● **Exercise**
Among the entries that follow, some lines contain the word "health". Show all of them.

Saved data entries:
mod chart;
mod literal;
mod table;

pub use chart::{ChartSpecExtractor, config_from_literal};
pub use literal::{matching_delimiter, parse_float_prefix};
pub use table::TableDataExtractor;
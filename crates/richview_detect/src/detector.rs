use richview_config::Thresholds;
use richview_domain::{ContentType, DetectionResult, OutputFormat};
use tracing::debug;

use crate::html::{sanitize_html, text_content};
use crate::language::guess_language;
use crate::score::{Score, score_code, score_html, score_json, score_markdown, score_xml};

/// Floor for the confidence reported when the detector falls back to text.
const TEXT_CONFIDENCE_FLOOR: f64 = 0.5;

/// Synchronous, side-effect-free classifier.
#[derive(Debug, Clone, Default)]
pub struct ContentTypeDetector {
    thresholds: Thresholds,
}

impl ContentTypeDetector {
    pub fn new(thresholds: Thresholds) -> Self {
        Self { thresholds }
    }

    /// Classifies `content`, honouring a caller-pinned format when one is
    /// given.
    pub fn detect_with(&self, content: &str, format: OutputFormat) -> DetectionResult {
        match format.pinned() {
            Some(content_type) => self.forced(content, content_type),
            None => self.detect(content),
        }
    }

    pub fn detect(&self, content: &str) -> DetectionResult {
        let normalized = normalize(content);
        if normalized.trim().is_empty() {
            return DetectionResult::empty();
        }

        let best = self.best_score(&normalized);
        let threshold = self.threshold(best.content_type);

        if best.value < threshold || best.value == 0.0 {
            let confidence = if best.value == 0.0 {
                1.0
            } else {
                (1.0 - best.value).max(TEXT_CONFIDENCE_FLOOR)
            };
            debug!(
                candidate = %best.content_type,
                score = best.value,
                threshold,
                "Below threshold, falling back to text"
            );
            return DetectionResult::new(ContentType::Text, confidence, normalized.clone(), normalized);
        }

        debug!(content_type = %best.content_type, confidence = best.value, "Content classified");
        self.build(normalized, best)
    }

    /// Runs every scorer and keeps the strictly best one; on equal scores the
    /// more specific family wins.
    fn best_score(&self, text: &str) -> Score {
        let mut scores = vec![
            score_code(text),
            score_json(text),
            score_xml(text),
            score_html(text),
            score_markdown(text),
        ];
        scores.sort_by_key(|s| std::cmp::Reverse(s.content_type.specificity()));

        let mut best = scores.remove(0);
        for score in scores {
            if score.value > best.value {
                best = score;
            }
        }
        best
    }

    fn threshold(&self, content_type: ContentType) -> f64 {
        match content_type {
            ContentType::Code => self.thresholds.code,
            ContentType::Json => self.thresholds.json,
            ContentType::Xml => self.thresholds.xml,
            ContentType::Html => self.thresholds.html,
            ContentType::Markdown => self.thresholds.markdown,
            ContentType::Text => 0.0,
        }
    }

    fn build(&self, normalized: String, score: Score) -> DetectionResult {
        let (sanitized, text) = match score.content_type {
            ContentType::Html => {
                let sanitized = sanitize_html(&normalized);
                let text = text_content(&sanitized);
                (sanitized, text)
            }
            ContentType::Code if score.sub_type.as_deref() == Some("fenced") => {
                let inner = strip_fence(&normalized);
                (inner.clone(), inner)
            }
            _ => (normalized.clone(), normalized),
        };

        let mut result = DetectionResult::new(score.content_type, score.value, sanitized, text);
        result.sub_type = score.sub_type;
        result.language = score.language;
        result
    }

    /// User-forced mode: family fixed by the caller, confidence 1.0, no
    /// thresholds consulted.
    fn forced(&self, content: &str, content_type: ContentType) -> DetectionResult {
        let normalized = normalize(content);
        if normalized.trim().is_empty() {
            return DetectionResult::new(content_type, 1.0, "", "");
        }

        let result = match content_type {
            ContentType::Html => {
                let sanitized = sanitize_html(&normalized);
                let text = text_content(&sanitized);
                DetectionResult::new(content_type, 1.0, sanitized, text)
            }
            ContentType::Code => {
                let code = if score_code(&normalized).sub_type.as_deref() == Some("fenced") {
                    strip_fence(&normalized)
                } else {
                    normalized.clone()
                };
                let mut result = DetectionResult::new(content_type, 1.0, code.clone(), code.clone());
                result.language = guess_language(&code).map(str::to_string);
                result
            }
            _ => DetectionResult::new(content_type, 1.0, normalized.clone(), normalized),
        };
        debug!(content_type = %content_type, "Format pinned by caller");
        result
    }
}

fn normalize(content: &str) -> String {
    content.replace("\r\n", "\n").replace('\r', "\n").trim_end().to_string()
}

/// Body of a text that is exactly one fenced block.
fn strip_fence(text: &str) -> String {
    let mut lines: Vec<&str> = text.trim().lines().collect();
    if lines.len() >= 2 {
        lines.remove(0);
        lines.pop();
    }
    lines.join("\n")
}

#[cfg(test)]
mod tests {
    use pretty_assertions::assert_eq;

    use super::*;

    fn detect(content: &str) -> DetectionResult {
        ContentTypeDetector::default().detect(content)
    }

    #[test]
    fn test_ambiguous_text_falls_back_to_text() {
        let actual = detect("hello world");
        assert_eq!(actual.content_type, ContentType::Text);
        assert_eq!(actual.confidence, 1.0);
    }

    #[test]
    fn test_weak_markdown_signal_falls_back_to_text() {
        let actual = detect("Use the `ls` command.");
        assert_eq!(actual.content_type, ContentType::Text);
        assert_eq!(actual.confidence, 0.9);
    }

    #[test]
    fn test_heading_and_bold_is_markdown() {
        let actual = detect("# Title\n\nSome **bold** text.");
        assert_eq!(actual.content_type, ContentType::Markdown);
        assert_eq!(actual.confidence, 0.5);
    }

    #[test]
    fn test_gfm_table_is_markdown() {
        let actual = detect("| A | B |\n|---|---|\n| 1 | x |\n| 2 | x |");
        assert_eq!(actual.content_type, ContentType::Markdown);
    }

    #[test]
    fn test_short_dash_gfm_table_is_markdown() {
        let actual = detect("| A | B |\n|--|--|\n| 1 | x |\n| 2 | x |");
        assert_eq!(actual.content_type, ContentType::Markdown);
    }

    #[test]
    fn test_box_table_alone_is_markdown() {
        let fixture = "┌─────┬─────┐\n│ Qtr │ Rev │\n├─────┼─────┤\n│ Q1  │ 10  │\n│ Q2  │ 12  │\n└─────┴─────┘";
        let actual = detect(fixture);
        assert_eq!(actual.content_type, ContentType::Markdown);
    }

    #[test]
    fn test_ascii_box_table_alone_is_markdown() {
        let actual = detect("+---+---+\n| a | b |\n+---+---+\n| 1 | 2 |\n+---+---+");
        assert_eq!(actual.content_type, ContentType::Markdown);
    }

    #[test]
    fn test_json_object() {
        let actual = detect("{\"name\": \"richview\", \"tags\": [1, 2]}");
        assert_eq!(actual.content_type, ContentType::Json);
        assert_eq!(actual.sub_type.as_deref(), Some("object"));
    }

    #[test]
    fn test_html_is_sanitized() {
        let actual = detect("<div><p>Hello</p><script>alert(1)</script></div>");
        assert_eq!(actual.content_type, ContentType::Html);
        assert_eq!(actual.sanitized_content, "<div><p>Hello</p></div>");
        assert_eq!(actual.text_content, "Hello");
    }

    #[test]
    fn test_xml_document() {
        let actual = detect("<?xml version=\"1.0\"?>\n<note><to>A</to></note>");
        assert_eq!(actual.content_type, ContentType::Xml);
    }

    #[test]
    fn test_source_code_with_language() {
        let fixture = "use std::io;\n\npub fn main() {\n    let mut line = String::new();\n    io::stdin().read_line(&mut line).unwrap();\n}";
        let actual = detect(fixture);
        assert_eq!(actual.content_type, ContentType::Code);
        assert_eq!(actual.language.as_deref(), Some("rust"));
    }

    #[test]
    fn test_single_fence_unwraps_body() {
        let actual = detect("```sql\nSELECT 1 FROM dual;\n```");
        assert_eq!(actual.content_type, ContentType::Code);
        assert_eq!(actual.language.as_deref(), Some("sql"));
        assert_eq!(actual.sanitized_content, "SELECT 1 FROM dual;");
    }

    #[test]
    fn test_forced_mode_bypasses_thresholds() {
        let actual = ContentTypeDetector::default().detect_with("hello world", OutputFormat::Markdown);
        assert_eq!(actual.content_type, ContentType::Markdown);
        assert_eq!(actual.confidence, 1.0);
    }

    #[test]
    fn test_forced_html_is_still_sanitized() {
        let actual = ContentTypeDetector::default()
            .detect_with("<b onclick=\"x()\">hi</b>", OutputFormat::Html);
        assert_eq!(actual.sanitized_content, "<b>hi</b>");
    }

    #[test]
    fn test_empty_input() {
        let actual = detect("  \n ");
        assert_eq!(actual, DetectionResult::empty());
    }

    #[test]
    fn test_detection_is_idempotent() {
        let fixture = "## Plan\n\n- one\n- two\n\n```js\nconsole.log(1)\n```";
        assert_eq!(detect(fixture), detect(fixture));
    }

    #[test]
    fn test_crlf_is_normalized() {
        let actual = detect("# Title\r\n\r\nSome **bold** text.");
        assert_eq!(actual.sanitized_content, "# Title\n\nSome **bold** text.");
    }
}
pub mod api;
pub mod config;
pub mod models;
pub mod services;
pub mod utils;

use crate::config::ConverterConfig;
use crate::services::converters::Converters;
use crate::services::staging::UploadStaging;
use axum::{
    Router,
    extract::DefaultBodyLimit,
    middleware::from_fn,
    routing::{get, post},
};
use std::sync::Arc;
use tower_http::cors::CorsLayer;
use tower_http::trace::TraceLayer;
use tracing::info;
use utoipa::OpenApi;
use utoipa_swagger_ui::SwaggerUi;

#[derive(OpenApi)]
#[openapi(
    paths(
        api::handlers::health::health_check,
        api::handlers::convert::pdf_to_word,
        api::handlers::convert::word_to_pdf,
        api::handlers::convert::merge_pdf,
        api::handlers::convert::image_to_pdf,
    ),
    components(
        schemas(
            api::handlers::health::HealthResponse,
            api::handlers::convert::SingleFileForm,
            api::handlers::convert::BatchFileForm,
            api::handlers::ErrorResponse,
        )
    ),
    tags(
        (name = "convert", description = "Document conversion endpoints"),
        (name = "system", description = "Service status")
    )
)]
pub struct ApiDoc;

#[derive(Clone)]
pub struct AppState {
    pub config: Arc<ConverterConfig>,
    pub staging: Arc<UploadStaging>,
    pub converters: Converters,
}

impl AppState {
    pub fn new(config: ConverterConfig) -> Self {
        let converters = Converters::from_config(&config);
        Self::with_converters(config, converters)
    }

    /// State with explicitly chosen adapters
    pub fn with_converters(config: ConverterConfig, converters: Converters) -> Self {
        Self {
            staging: Arc::new(UploadStaging::from_config(&config)),
            config: Arc::new(config),
            converters,
        }
    }
}

fn conversion_routes() -> Router<AppState> {
    Router::new()
        .route("/health", get(api::handlers::health::health_check))
        .route(
            "/convert/pdf-to-word",
            post(api::handlers::convert::pdf_to_word),
        )
        .route(
            "/convert/word-to-pdf",
            post(api::handlers::convert::word_to_pdf),
        )
        .route("/convert/merge-pdf", post(api::handlers::convert::merge_pdf))
        .route(
            "/convert/image-to-pdf",
            post(api::handlers::convert::image_to_pdf),
        )
}

pub fn create_app(state: AppState) -> Router {
    let body_limit = state.config.max_request_size();

    Router::new()
        .merge(SwaggerUi::new("/swagger-ui").url("/api-docs/openapi.json", ApiDoc::openapi()))
        .merge(conversion_routes())
        // Same routes under the prefix used by the browser frontend
        .nest("/api", conversion_routes())
        .layer(DefaultBodyLimit::max(body_limit))
        .layer(CorsLayer::permissive())
        .layer(
            TraceLayer::new_for_http()
                .make_span_with(|request: &axum::http::Request<_>| {
                    let request_id = request
                        .headers()
                        .get("x-request-id")
                        .and_then(|v| v.to_str().ok())
                        .unwrap_or("unknown");
                    tracing::info_span!(
                        "http_request",
                        method = %request.method(),
                        uri = %request.uri(),
                        request_id = %request_id,
                    )
                })
                .on_request(|request: &axum::http::Request<_>, _span: &tracing::Span| {
                    info!("📥 {} {}", request.method(), request.uri());
                })
                .on_response(
                    |response: &axum::http::Response<_>,
                     latency: std::time::Duration,
                     _span: &tracing::Span| {
                        info!(
                            "📤 Finished in {:?} with status {}",
                            latency,
                            response.status()
                        );
                    },
                ),
        )
        .layer(from_fn(api::middleware::request_id::request_id_middleware))
        .with_state(state)
}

● **Answer space**
        api::handlers::health::health_check,
            api::handlers::health::HealthResponse,
        .route("/health", get(api::handlers::health::health_check))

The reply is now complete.